(Saved data entries)
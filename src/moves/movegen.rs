use crate::board::{Board, Color, Piece};
use crate::moves::king::KING_ATTACKS;
use crate::moves::knight::KNIGHT_ATTACKS;
use crate::moves::magic::MagicTables;
use crate::moves::magic::structs::{BishopMagicTables, RookMagicTables};
use crate::moves::pawn::{BLACK_PAWN_ATTACKS, WHITE_PAWN_ATTACKS};
use crate::moves::square_control::is_legal_castling;
use crate::moves::types::{
    CAPTURE, DOUBLE_PAWN_PUSH, EN_PASSANT, KINGSIDE_CASTLE, Move, MoveBuffer, PROMOTION,
    PROMOTION_CAPTURE, QUEENSIDE_CASTLE, QUIET_MOVE,
};
use crate::square::Square;
use crate::utils::pop_lsb;

// Predefined Rank Constants
const RANK1: u64 = 0x0000_0000_0000_00FF;
const RANK2: u64 = 0x0000_0000_0000_FF00;
const RANK7: u64 = 0x00FF_0000_0000_0000;
const RANK8: u64 = 0xFF00_0000_0000_0000;

// Castling Constants
const WHITE_KINGSIDE_BETWEEN: u64 = 0x0000_0000_0000_0060;
const WHITE_QUEENSIDE_BETWEEN: u64 = 0x0000_0000_0000_000E;
const BLACK_KINGSIDE_BETWEEN: u64 = 0x6000_0000_0000_0000;
const BLACK_QUEENSIDE_BETWEEN: u64 = 0x0E00_0000_0000_0000;

// Promotion Array
const PROMOS: [Piece; 4] = [Piece::Queen, Piece::Rook, Piece::Bishop, Piece::Knight];

/// Helper functionality to push latest found move
#[inline(always)]
fn push_piece_moves(
    from: u8,
    mut targets: u64,
    enemy: u64,
    move_piece: Piece,
    move_list: &mut impl MoveBuffer,
) {
    while targets != 0 {
        let to = pop_lsb(&mut targets);
        let is_cap = (enemy >> to) & 1 != 0;
        move_list.push(Move {
            from: Square::from_index(from),
            to: Square::from_index(to),
            piece: move_piece,
            promotion: None,
            flags: if is_cap { CAPTURE } else { QUIET_MOVE },
        });
    }
}

/// Function to determine which squares to check for kingside castling
#[inline(always)]
fn kingside_between(color: Color) -> u64 {
    match color {
        Color::White => WHITE_KINGSIDE_BETWEEN,
        Color::Black => BLACK_KINGSIDE_BETWEEN,
    }
}

/// Function to determine which squares to check for queenside castling
#[inline(always)]
fn queenside_between(color: Color) -> u64 {
    match color {
        Color::White => WHITE_QUEENSIDE_BETWEEN,
        Color::Black => BLACK_QUEENSIDE_BETWEEN,
    }
}

pub fn generate_knight_moves(board: &Board, move_list: &mut impl MoveBuffer) {
    let color = board.side_to_move;
    let knights = board.pieces(Piece::Knight, color);
    let friendly = board.occupancy(color);
    let enemy_king = board.pieces(Piece::King, color.opposite());
    let enemy_without_king = board.opponent_occupancy(color) & !enemy_king;

    let mut bb = knights;
    while bb != 0 {
        let from = pop_lsb(&mut bb);
        let targets = KNIGHT_ATTACKS[from as usize] & !friendly & !enemy_king;
        push_piece_moves(from, targets, enemy_without_king, Piece::Knight, move_list);
    }
}

pub fn generate_bishop_moves(
    board: &Board,
    tables: &BishopMagicTables,
    move_list: &mut impl MoveBuffer,
) {
    let color = board.side_to_move;
    let bishops = board.pieces(Piece::Bishop, color);
    let friendly = board.occupancy(color);
    let enemy_king = board.pieces(Piece::King, color.opposite());
    let enemy_without_king = board.opponent_occupancy(color) & !enemy_king;
    let blockers = board.occupied();

    let mut bb = bishops;
    while bb != 0 {
        let from = pop_lsb(&mut bb);
        let attacks = tables.get_attacks(from as usize, blockers);
        let targets = attacks & !friendly & !enemy_king;
        push_piece_moves(from, targets, enemy_without_king, Piece::Bishop, move_list);
    }
}

pub fn generate_rook_moves(
    board: &Board,
    tables: &RookMagicTables,
    move_list: &mut impl MoveBuffer,
) {
    let color = board.side_to_move;
    let rooks: u64 = board.pieces(Piece::Rook, color);
    let friendly = board.occupancy(color);
    let enemy_king = board.pieces(Piece::King, color.opposite());
    let enemy_without_king = board.opponent_occupancy(color) & !enemy_king;
    let blockers = board.occupied();

    let mut bb = rooks;
    while bb != 0 {
        let from = pop_lsb(&mut bb);
        let attacks = tables.get_attacks(from as usize, blockers);
        let targets = attacks & !friendly & !enemy_king;
        push_piece_moves(from, targets, enemy_without_king, Piece::Rook, move_list);
    }
}

pub fn generate_queen_moves(board: &Board, tables: &MagicTables, move_list: &mut impl MoveBuffer) {
    let color = board.side_to_move;
    let queens: u64 = board.pieces(Piece::Queen, color);
    let friendly = board.occupancy(color);
    let enemy_king = board.pieces(Piece::King, color.opposite());
    let enemy_without_king = board.opponent_occupancy(color) & !enemy_king;
    let blockers = board.occupied();

    let mut bb = queens;
    while bb != 0 {
        let from = pop_lsb(&mut bb);
        let attacks = tables.queen_attacks(from as usize, blockers);
        let targets = attacks & !friendly & !enemy_king;
        push_piece_moves(from, targets, enemy_without_king, Piece::Queen, move_list);
    }
}

pub fn generate_king_moves(board: &Board, tables: &MagicTables, move_list: &mut impl MoveBuffer) {
    let color = board.side_to_move;
    let king_bb = board.pieces(Piece::King, color);

    if king_bb == 0 {
        return;
    } // illegal position safeguard

    let from = king_bb.trailing_zeros() as u8; // only one king
    let friendly = board.occupancy(color);
    let enemy_king = board.pieces(Piece::King, color.opposite());
    let enemy = board.opponent_occupancy(color);

    let targets = KING_ATTACKS[from as usize] & !friendly & !enemy_king;
    push_piece_moves(from, targets, enemy, Piece::King, move_list);

    let occ = board.occupied();

    // King-side castle
    if board.has_kingside_castle(color) && (occ & kingside_between(color)) == 0 {
        let mv = Move {
            from: Square::from_index(from),
            to: Square::from_index(from + 2), // g-file
            piece: Piece::King,
            promotion: None,
            flags: KINGSIDE_CASTLE,
        };

        if is_legal_castling(board, mv, tables) {
            move_list.push(mv);
        }
    }

    // Queen-side castle
    if board.has_queenside_castle(color) && (occ & queenside_between(color)) == 0 {
        let mv = Move {
            from: Square::from_index(from),
            to: Square::from_index(from - 2), // c-file
            piece: Piece::King,
            promotion: None,
            flags: QUEENSIDE_CASTLE,
        };

        if is_legal_castling(board, mv, tables) {
            move_list.push(mv);
        }
    }
}

pub fn generate_pawn_moves(board: &Board, move_list: &mut impl MoveBuffer) {
    let color = board.side_to_move;
    let pawns = board.pieces(Piece::Pawn, color);
    let enemy_without_king =
        board.opponent_occupancy(color) & !board.pieces(Piece::King, color.opposite());
    let empty = !board.occupied();

    // Rank masks
    let (start_rank, promo_rank, push_up) = match color {
        Color::White => (RANK7, RANK8, 8i8),
        Color::Black => (RANK2, RANK1, -8i8),
    };

    // Single accessor that captures `color` (one closure type)
    let pawn_attacks = |sq: usize| -> u64 {
        match color {
            Color::White => WHITE_PAWN_ATTACKS[sq],
            Color::Black => BLACK_PAWN_ATTACKS[sq],
        }
    };

    // ===== 1) Quiet single pushes (exclude promotion rank) =====
    let single_pushes = match color {
        Color::White => ((pawns << 8) & empty) & !promo_rank,
        Color::Black => ((pawns >> 8) & empty) & !promo_rank,
    };
    let mut bb = single_pushes;
    while bb != 0 {
        let to = pop_lsb(&mut bb);
        let from = match color {
            Color::White => to - 8,
            Color::Black => to + 8,
        };
        debug_assert!(from < 64 && to < 64);
        move_list.push(Move {
            from: Square::from_index(from),
            to: Square::from_index(to),
            piece: Piece::Pawn,
            promotion: None,
            flags: QUIET_MOVE,
        });
    }

    // ===== 2) Quiet double pushes =====
    let double_pushes = match color {
        Color::White => (((pawns & RANK2) << 8) & empty) << 8 & empty,
        Color::Black => (((pawns & RANK7) >> 8) & empty) >> 8 & empty,
    };
    let mut bb = double_pushes;
    while bb != 0 {
        let to = pop_lsb(&mut bb);
        let from = match color {
            Color::White => to - 16,
            Color::Black => to + 16,
        };
        debug_assert!(from < 64 && to < 64);
        move_list.push(Move {
            from: Square::from_index(from),
            to: Square::from_index(to),
            piece: Piece::Pawn,
            promotion: None,
            flags: DOUBLE_PAWN_PUSH,
        });
    }

    // ===== 3) Normal captures (exclude promotion targets) =====
    let mut attackers = pawns;
    while attackers != 0 {
        let from = pop_lsb(&mut attackers);
        let targets = pawn_attacks(from as usize) & enemy_without_king & !promo_rank;
        let mut t = targets;
        while t != 0 {
            let to = pop_lsb(&mut t);
            move_list.push(Move {
                from: Square::from_index(from),
                to: Square::from_index(to),
                piece: Piece::Pawn,
                promotion: None,
                flags: CAPTURE,
            });
        }
    }

    // ===== 4) Promotion pushes =====
    let shift = push_up.unsigned_abs();
    let promo_pushes = if push_up > 0 {
        (pawns & start_rank) << shift & empty
    } else {
        (pawns & start_rank) >> shift & empty
    };
    let mut bb = promo_pushes;
    while bb != 0 {
        let to = pop_lsb(&mut bb);
        let from = if push_up > 0 { to - shift } else { to + shift };
        for &promo in PROMOS.iter() {
            move_list.push(Move {
                from: Square::from_index(from),
                to: Square::from_index(to),
                piece: Piece::Pawn,
                promotion: Some(promo),
                flags: PROMOTION,
            });
        }
    }

    // ===== 5) Promotion captures =====
    let mut promo_attackers = pawns & start_rank;
    while promo_attackers != 0 {
        let from = pop_lsb(&mut promo_attackers);
        let targets = pawn_attacks(from as usize) & enemy_without_king & promo_rank;
        let mut t = targets;
        while t != 0 {
            let to = pop_lsb(&mut t);
            for &promo in PROMOS.iter() {
                move_list.push(Move {
                    from: Square::from_index(from),
                    to: Square::from_index(to),
                    piece: Piece::Pawn,
                    promotion: Some(promo),
                    flags: PROMOTION_CAPTURE,
                });
            }
        }
    }

    // ===== 6) En passant (sanity-checked pseudo-legal) =====
    if let Some(ep_sq) = board.en_passant {
        let ep = ep_sq.index();
        if (empty & (1u64 << ep)) != 0 {
            let cap_sq = match color {
                Color::White => ep - 8,
                Color::Black => ep + 8,
            };
            let enemy_pawns = board.pieces(Piece::Pawn, color.opposite());
            if (enemy_pawns & (1u64 << cap_sq)) != 0 {
                let mut atk = pawns;
                while atk != 0 {
                    let from = pop_lsb(&mut atk);
                    if (pawn_attacks(from as usize) & (1u64 << ep)) != 0 {
                        move_list.push(Move {
                            from: Square::from_index(from),
                            to: Square::from_index(ep),
                            piece: Piece::Pawn,
                            promotion: None,
                            flags: EN_PASSANT,
                        });
                    }
                }
            }
        }
    }
}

TASK DESCRIPTION. Filter the records above and copy every line that contains the word "Constants".

ANSWER FOR THIS EXERCISE.
// Predefined Rank Constants
// Castling Constants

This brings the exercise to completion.